Caos e cosmos

POR

Ludmilla Rios

De certa feita havia céus e terra e era necessário fazer criaturas. O exagero das criaturas. Num grande caldeirão de dendê, nada frutado, oliveiro ou extravirgem, a quatro mãos se tirava o azeite borbulhante da superfície, se fazia uma dança, se beijava assombroso em cima da pia, se chupava, demoradamente, o dedo queimado da panela quente, na cozinha celestial, e assim nasceram as criaturas — das gotas pulando do dendê, do ar úmido expirado, dos olhos quase fechados, do susto.

Depois de passados os tempos ancestrais, andaram sob céus e sobre terras milhares de criaturas. Eu, uma delas, entro na minha cozinha, ansiando repetir os rituais. Não sei de onde vem a ideia de ser esse um pecado, te botar de joelhos diante de mim. Não sou eu um recipiente da vertente santa infinita da criação, objeto digno de adoração? Não poderiam ser estes um fogão celestial, uma geladeira celestial, uma mesa vazia lá no alto dos céus? E não poderíamos nós fazer criaturas?
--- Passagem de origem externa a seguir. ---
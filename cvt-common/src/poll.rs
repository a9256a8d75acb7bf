//! Deadline-bounded polling.
//!
//! Every wait in the checks has the same shape: observe something, stop
//! when it satisfies a condition, give up when a wall-clock deadline passes,
//! and hand the last observation back so the caller can explain what it saw.
//! [`poll_until`] is that loop; [`try_poll_until`] is the variant whose
//! observation can fail outright (a missing binary is not worth retrying).

use std::thread;
use std::time::{Duration, Instant};

use tracing::trace;

/// An absolute point in time computed once from a timeout.
#[derive(Debug, Clone, Copy, PartialEq, Eq)]
pub struct Deadline {
    start: Instant,
    at: Instant,
}

impl Deadline {
    pub fn after(timeout: Duration) -> Self {
        let start = Instant::now();
        Self {
            start,
            at: start + timeout,
        }
    }

    pub fn expired(&self) -> bool {
        Instant::now() >= self.at
    }

    pub fn remaining(&self) -> Duration {
        self.at.saturating_duration_since(Instant::now())
    }

    pub fn elapsed(&self) -> Duration {
        self.start.elapsed()
    }
}

/// Outcome of a bounded poll.
#[derive(Debug, Clone, PartialEq, Eq)]
pub struct Polled<T> {
    /// The most recent observation, whether or not it satisfied the condition.
    pub last: T,
    pub satisfied: bool,
    pub attempts: u32,
    pub elapsed: Duration,
}

impl<T> Polled<T> {
    pub fn timed_out(&self) -> bool {
        !self.satisfied
    }
}

/// Observe until `done` holds or `timeout` elapses.
///
/// The first observation always happens, even with a zero timeout, so there
/// is always a `last` value to report. Between observations the loop sleeps
/// for `interval`, capped at the time left; a zero interval spins.
pub fn poll_until<T, F, D>(
    timeout: Duration,
    interval: Duration,
    mut observe: F,
    done: D,
) -> Polled<T>
where
    F: FnMut() -> T,
    D: Fn(&T) -> bool,
{
    match try_poll_until::<T, std::convert::Infallible, _, _>(
        timeout,
        interval,
        || Ok(observe()),
        done,
    ) {
        Ok(polled) => polled,
        Err(never) => match never {},
    }
}

/// Like [`poll_until`], but an observation error ends the poll immediately.
pub fn try_poll_until<T, E, F, D>(
    timeout: Duration,
    interval: Duration,
    mut observe: F,
    done: D,
) -> Result<Polled<T>, E>
where
    F: FnMut() -> Result<T, E>,
    D: Fn(&T) -> bool,
{
    let deadline = Deadline::after(timeout);
    let mut attempts = 0u32;

    loop {
        let value = observe()?;
        attempts += 1;

        if done(&value) {
            trace!(attempts, "poll condition satisfied");
            return Ok(Polled {
                last: value,
                satisfied: true,
                attempts,
                elapsed: deadline.elapsed(),
            });
        }

        if deadline.expired() {
            trace!(attempts, "poll deadline reached");
            return Ok(Polled {
                last: value,
                satisfied: false,
                attempts,
                elapsed: deadline.elapsed(),
            });
        }

        if !interval.is_zero() {
            thread::sleep(interval.min(deadline.remaining()));
        }
    }
}

#[cfg(test)]
mod tests {
    use super::*;
    use std::cell::Cell;

    #[test]
    fn test_satisfied_on_first_observation() {
        let polled = poll_until(Duration::from_secs(5), Duration::ZERO, || 7, |v| *v == 7);
        assert!(polled.satisfied);
        assert_eq!(polled.attempts, 1);
        assert_eq!(polled.last, 7);
    }

    #[test]
    fn test_zero_timeout_still_observes_once() {
        let polled = poll_until(Duration::ZERO, Duration::ZERO, || "seen", |_| false);
        assert!(polled.timed_out());
        assert_eq!(polled.attempts, 1);
        assert_eq!(polled.last, "seen");
    }

    #[test]
    fn test_keeps_polling_until_condition() {
        let counter = Cell::new(0);
        let polled = poll_until(
            Duration::from_secs(5),
            Duration::from_millis(1),
            || {
                counter.set(counter.get() + 1);
                counter.get()
            },
            |v| *v >= 4,
        );
        assert!(polled.satisfied);
        assert_eq!(polled.last, 4);
        assert_eq!(polled.attempts, 4);
    }

    #[test]
    fn test_times_out_and_returns_last_observation() {
        let counter = Cell::new(0);
        let timeout = Duration::from_millis(30);
        let polled = poll_until(
            timeout,
            Duration::from_millis(5),
            || {
                counter.set(counter.get() + 1);
                counter.get()
            },
            |_| false,
        );
        assert!(polled.timed_out());
        assert_eq!(polled.last, counter.get());
        assert!(polled.elapsed >= timeout);
        assert!(polled.elapsed < timeout + Duration::from_secs(1));
    }

    #[test]
    fn test_observation_error_stops_immediately() {
        let calls = Cell::new(0);
        let result: Result<Polled<u32>, &str> = try_poll_until(
            Duration::from_secs(5),
            Duration::ZERO,
            || {
                calls.set(calls.get() + 1);
                Err("binary missing")
            },
            |_| true,
        );
        assert_eq!(result.unwrap_err(), "binary missing");
        assert_eq!(calls.get(), 1);
    }

    #[test]
    fn test_deadline_remaining_never_negative() {
        let deadline = Deadline::after(Duration::ZERO);
        assert!(deadline.expired());
        assert_eq!(deadline.remaining(), Duration::ZERO);
    }
}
Numa virada rápida, ficando agora eu prostrada, em resposta ao som de gente do lado de fora da porta, a língua estrangeira me diz: Disguise your bliss. O tanto que ando avoada, o tanto que nego e escondo e suspiro em mais de um canto, diante de fotos, diante de ideias. Disguise your bliss. Desejos e diásporas, um quase esfacelamento do modo como eu me penso, os cachos sempre caídos sobre os olhos agora puxados para trás, os óculos num canto, abandonados, você não me deixa ver para além de um borrão, não me deixa falar para além de um ou dois sons, então sentencia silêncio mortal, antetemporal, devaneio noturno, e o sol brilha no canto da cozinha, enquanto ficamos na sombra, a luz do forno, a torta assando, o arroz borbulhando, gotas a escorrer e ebulir sem fim.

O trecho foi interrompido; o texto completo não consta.